[Start of section]
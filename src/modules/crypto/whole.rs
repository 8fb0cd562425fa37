//! Whole-file AES-256-CBC with PKCS#7 padding.
//!
//! Stored blob layout: `STOP_MARKER ++ base64(iv ++ ciphertext)`.

use aes::Aes256;
use base64::engine::general_purpose::STANDARD as B64;
use base64::Engine;
use cbc::cipher::block_padding::Pkcs7;
use cbc::cipher::{BlockDecryptMut, BlockEncryptMut, KeyIvInit};
use rand::rngs::OsRng;
use rand::RngCore;

use super::keys::{FileKey, KEY_LEN};
use super::CryptoError;

type Aes256CbcEnc = cbc::Encryptor<Aes256>;
type Aes256CbcDec = cbc::Decryptor<Aes256>;

pub const IV_LEN: usize = 16;

/// Prefix written before every stored blob. An inert stop line so that a
/// misconfigured server executing the file outputs nothing; not a security boundary.
pub const STOP_MARKER: &[u8] = b"<?php exit; ?>\n";

pub fn generate_iv() -> [u8; IV_LEN] {
    let mut iv = [0u8; IV_LEN];
    OsRng.fill_bytes(&mut iv);
    iv
}

/// Encrypt a complete file under a fresh key and IV.
pub fn encrypt_whole(plaintext: &[u8]) -> Result<(FileKey, [u8; IV_LEN], Vec<u8>), CryptoError> {
    let key = FileKey::generate();
    let iv = generate_iv();
    let ciphertext = encrypt_with(&key, &iv, plaintext)?;
    Ok((key, iv, ciphertext))
}

pub fn encrypt_with(key: &FileKey, iv: &[u8], plaintext: &[u8]) -> Result<Vec<u8>, CryptoError> {
    cbc_encrypt(key.as_bytes(), iv, plaintext)
}

pub fn decrypt_whole(key: &FileKey, iv: &[u8], ciphertext: &[u8]) -> Result<Vec<u8>, CryptoError> {
    cbc_decrypt(key.as_bytes(), iv, ciphertext)
}

pub(crate) fn cbc_encrypt(
    key: &[u8; KEY_LEN],
    iv: &[u8],
    plaintext: &[u8],
) -> Result<Vec<u8>, CryptoError> {
    let cipher = Aes256CbcEnc::new_from_slices(key, iv)
        .map_err(|e| CryptoError::InvalidKey(format!("invalid AES-CBC key/iv: {e}")))?;
    Ok(cipher.encrypt_padded_vec_mut::<Pkcs7>(plaintext))
}

pub(crate) fn cbc_decrypt(
    key: &[u8; KEY_LEN],
    iv: &[u8],
    ciphertext: &[u8],
) -> Result<Vec<u8>, CryptoError> {
    if iv.len() != IV_LEN {
        return Err(CryptoError::InvalidFormat(format!(
            "IV must be {IV_LEN} bytes, got {}",
            iv.len()
        )));
    }
    let cipher = Aes256CbcDec::new_from_slices(key, iv)
        .map_err(|e| CryptoError::InvalidKey(format!("invalid AES-CBC key/iv: {e}")))?;
    cipher
        .decrypt_padded_vec_mut::<Pkcs7>(ciphertext)
        .map_err(|_| CryptoError::DecryptionFailed)
}

/// Serialize IV and ciphertext into the on-disk blob.
pub fn encode_blob(iv: &[u8], ciphertext: &[u8]) -> Vec<u8> {
    let mut raw = Vec::with_capacity(iv.len() + ciphertext.len());
    raw.extend_from_slice(iv);
    raw.extend_from_slice(ciphertext);

    let encoded = B64.encode(raw);
    let mut blob = Vec::with_capacity(STOP_MARKER.len() + encoded.len());
    blob.extend_from_slice(STOP_MARKER);
    blob.extend_from_slice(encoded.as_bytes());
    blob
}

/// Parse an on-disk blob back into `(iv, ciphertext)`. The stop marker is optional.
pub fn decode_blob(blob: &[u8]) -> Result<(Vec<u8>, Vec<u8>), CryptoError> {
    let body = strip_stop_marker(blob);
    let text = std::str::from_utf8(body)
        .map_err(|_| CryptoError::InvalidFormat("blob is not base64 text".to_owned()))?;
    let raw = B64
        .decode(text.trim())
        .map_err(|e| CryptoError::InvalidFormat(format!("invalid base64 blob: {e}")))?;

    if raw.len() <= IV_LEN {
        return Err(CryptoError::InvalidFormat("blob too short".to_owned()));
    }
    let (iv, ciphertext) = raw.split_at(IV_LEN);
    Ok((iv.to_vec(), ciphertext.to_vec()))
}

pub fn strip_stop_marker(blob: &[u8]) -> &[u8] {
    blob.strip_prefix(STOP_MARKER).unwrap_or(blob)
}
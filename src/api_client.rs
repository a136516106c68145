//! HTTP client for the CBORG API.
//!
//! Model listing uses the OpenAI-compatible `/v1/models` endpoint; spend and
//! budget come from the LiteLLM-style `/key/info` endpoint.

use crate::tracking::types::SpendSnapshot;
use anyhow::{Context, Result};
use std::collections::BTreeMap;
use std::time::Duration;

pub const DEFAULT_BASE_URL: &str = "https://api.cborg.lbl.gov";
pub const DEFAULT_TIMEOUT: Duration = Duration::from_secs(15);

/// Remote state the dashboard reconciles against.
pub trait UsageSource {
    /// Lists the IDs of all models available to the key.
    fn list_model_ids(&self) -> Result<Vec<String>>;

    /// Reads current spend and budget, or `None` if unavailable.
    fn spend_snapshot(&self) -> Option<SpendSnapshot>;

    /// Returns true if the API answers with a non-empty model list.
    fn test_connection(&self) -> bool {
        match self.list_model_ids() {
            Ok(models) => !models.is_empty(),
            Err(e) => {
                tracing::warn!("Connection test failed: {:#}", e);
                false
            }
        }
    }
}

pub struct CborgClient {
    api_key: String,
    base_url: String,
    agent: ureq::Agent,
}

impl CborgClient {
    pub fn new(api_key: &str, base_url: &str, timeout: Duration) -> Self {
        let agent: ureq::Agent = ureq::Agent::config_builder()
            .timeout_global(Some(timeout))
            .build()
            .into();

        Self {
            api_key: api_key.to_string(),
            base_url: base_url.trim_end_matches('/').to_string(),
            agent,
        }
    }

    fn get_json(&self, path: &str) -> Result<serde_json::Value> {
        let url = format!("{}{}", self.base_url, path);
        let body: String = self
            .agent
            .get(&url)
            .header("Authorization", &format!("Bearer {}", self.api_key))
            .call()
            .with_context(|| format!("Request to {} failed", path))?
            .body_mut()
            .read_to_string()
            .with_context(|| format!("Failed to read response from {}", path))?;

        serde_json::from_str(&body).with_context(|| format!("Invalid JSON from {}", path))
    }
}

impl UsageSource for CborgClient {
    fn list_model_ids(&self) -> Result<Vec<String>> {
        let response = self.get_json("/v1/models").context("Failed to fetch models")?;
        parse_model_ids(&response)
    }

    fn spend_snapshot(&self) -> Option<SpendSnapshot> {
        match self.get_json("/key/info") {
            Ok(response) => parse_key_info(&response),
            Err(e) => {
                tracing::warn!("Failed to fetch key info: {:#}", e);
                None
            }
        }
    }
}

/// Extracts model IDs from a `/v1/models` response.
pub fn parse_model_ids(response: &serde_json::Value) -> Result<Vec<String>> {
    let data = response["data"]
        .as_array()
        .context("Missing data array in models response")?;

    Ok(data
        .iter()
        .filter_map(|model| model["id"].as_str())
        .map(String::from)
        .collect())
}

/// Builds a spend snapshot from a `/key/info` response.
///
/// A missing `spend` counts as zero; an explicit `null` means unknown.
/// `remaining` is only derived when a non-zero budget is set.
pub fn parse_key_info(response: &serde_json::Value) -> Option<SpendSnapshot> {
    let info = response.get("info")?;
    if !info.is_object() {
        return None;
    }

    let current_spend = match info.get("spend") {
        None => Some(0.0),
        Some(value) => value.as_f64(),
    };
    let budget_limit = info["max_budget"].as_f64();
    let remaining = match (budget_limit, current_spend) {
        (Some(budget), Some(spend)) if budget != 0.0 => Some(budget - spend),
        _ => None,
    };

    let model_spend: BTreeMap<String, f64> = info["model_spend"]
        .as_object()
        .map(|spend| {
            spend
                .iter()
                .filter_map(|(model, value)| value.as_f64().map(|v| (model.clone(), v)))
                .collect()
        })
        .unwrap_or_default();

    Some(SpendSnapshot {
        current_spend,
        budget_limit,
        remaining,
        key_alias: info["key_alias"].as_str().map(String::from),
        reset_date: info["budget_reset_at"].as_str().map(String::from),
        created_at: info["created_at"].as_str().map(String::from),
        model_spend,
    })
}

#[cfg(test)]
#[path = "tests/api_client_tests.rs"]
mod tests;
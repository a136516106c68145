//! Local tracking of CBORG models and spend per API key.

pub mod api_client;
pub mod app;
pub mod config;
pub mod data_paths;
pub mod identity;
pub mod logging;
pub mod tracking;
pub mod cli;
pub mod report;
pub mod runner;

pub use report::{render_key_list, render_report, DashboardReport, ModelsView};
pub use runner::{run_dashboard, RunOutcome};
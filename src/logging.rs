//! Stderr logging setup.

use tracing_subscriber::{layer::SubscriberExt, util::SubscriberInitExt, EnvFilter};

/// Installs the global subscriber. `RUST_LOG` takes precedence over `debug`.
pub fn setup_logging(debug: bool) {
    let filter = EnvFilter::try_from_default_env().unwrap_or_else(|_| {
        if debug {
            EnvFilter::new("cborg_dashboard=debug,cborg=debug")
        } else {
            EnvFilter::new("cborg_dashboard=warn,cborg=warn")
        }
    });

    tracing_subscriber::registry()
        .with(filter)
        .with(
            tracing_subscriber::fmt::layer()
                .with_target(false)
                .with_writer(std::io::stderr),
        )
        .init();
}
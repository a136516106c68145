//! Model list reconciliation: which models appeared since the last check.

use super::store::RecordStore;
use super::types::{ModelState, ModelUpdate};
use crate::identity::TrackedKey;
use anyhow::Result;
use chrono::Utc;
use std::collections::BTreeSet;

/// Reconciles the current model list for a key and persists the new known set.
///
/// Models missing from `current_models` are dropped from the known set
/// without being reported.
pub fn reconcile_models(
    store: &RecordStore,
    key: &TrackedKey,
    current_models: &[String],
) -> Result<ModelUpdate> {
    let update = store.update(key, |record| {
        apply_model_list(&mut record.models, current_models)
    })?;

    tracing::info!(
        "Reconciled {} models for {} ({} new)",
        update.total_count,
        key.identity,
        update.new_models.len()
    );

    Ok(update)
}

/// Applies a model list to stored state and returns the delta.
fn apply_model_list(state: &mut ModelState, current_models: &[String]) -> ModelUpdate {
    let current: BTreeSet<String> = current_models.iter().cloned().collect();

    // Keep first-seen order from the API response
    let mut seen = BTreeSet::new();
    let new_models: Vec<String> = current_models
        .iter()
        .filter(|model| !state.known_models.contains(*model))
        .filter(|model| seen.insert(model.as_str()))
        .cloned()
        .collect();

    let all_models: Vec<String> = current.iter().cloned().collect();

    state.known_models = current;
    state.new_models = new_models.clone();
    state.last_check = Some(Utc::now());

    ModelUpdate {
        total_count: all_models.len(),
        new_models,
        all_models,
    }
}

#[cfg(test)]
#[path = "tests/models_tests.rs"]
mod tests;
[End of section]
→ **ACTIVITY**: The lines above, from the first through the one containing "use cbc::cipher::block_padding::Pkcs7;", must be restated word for word, with nothing added.

→ **OUTPUT FOR THIS TASK**:
filename src/modules/crypto/whole.rs
repository 8fb0cd562425fa37
//! Whole-file AES-256-CBC with PKCS#7 padding.
//!
//! Stored blob layout: `STOP_MARKER ++ base64(iv ++ ciphertext)`.

use aes::Aes256;
use base64::engine::general_purpose::STANDARD as B64;
use base64::Engine;
use cbc::cipher::block_padding::Pkcs7;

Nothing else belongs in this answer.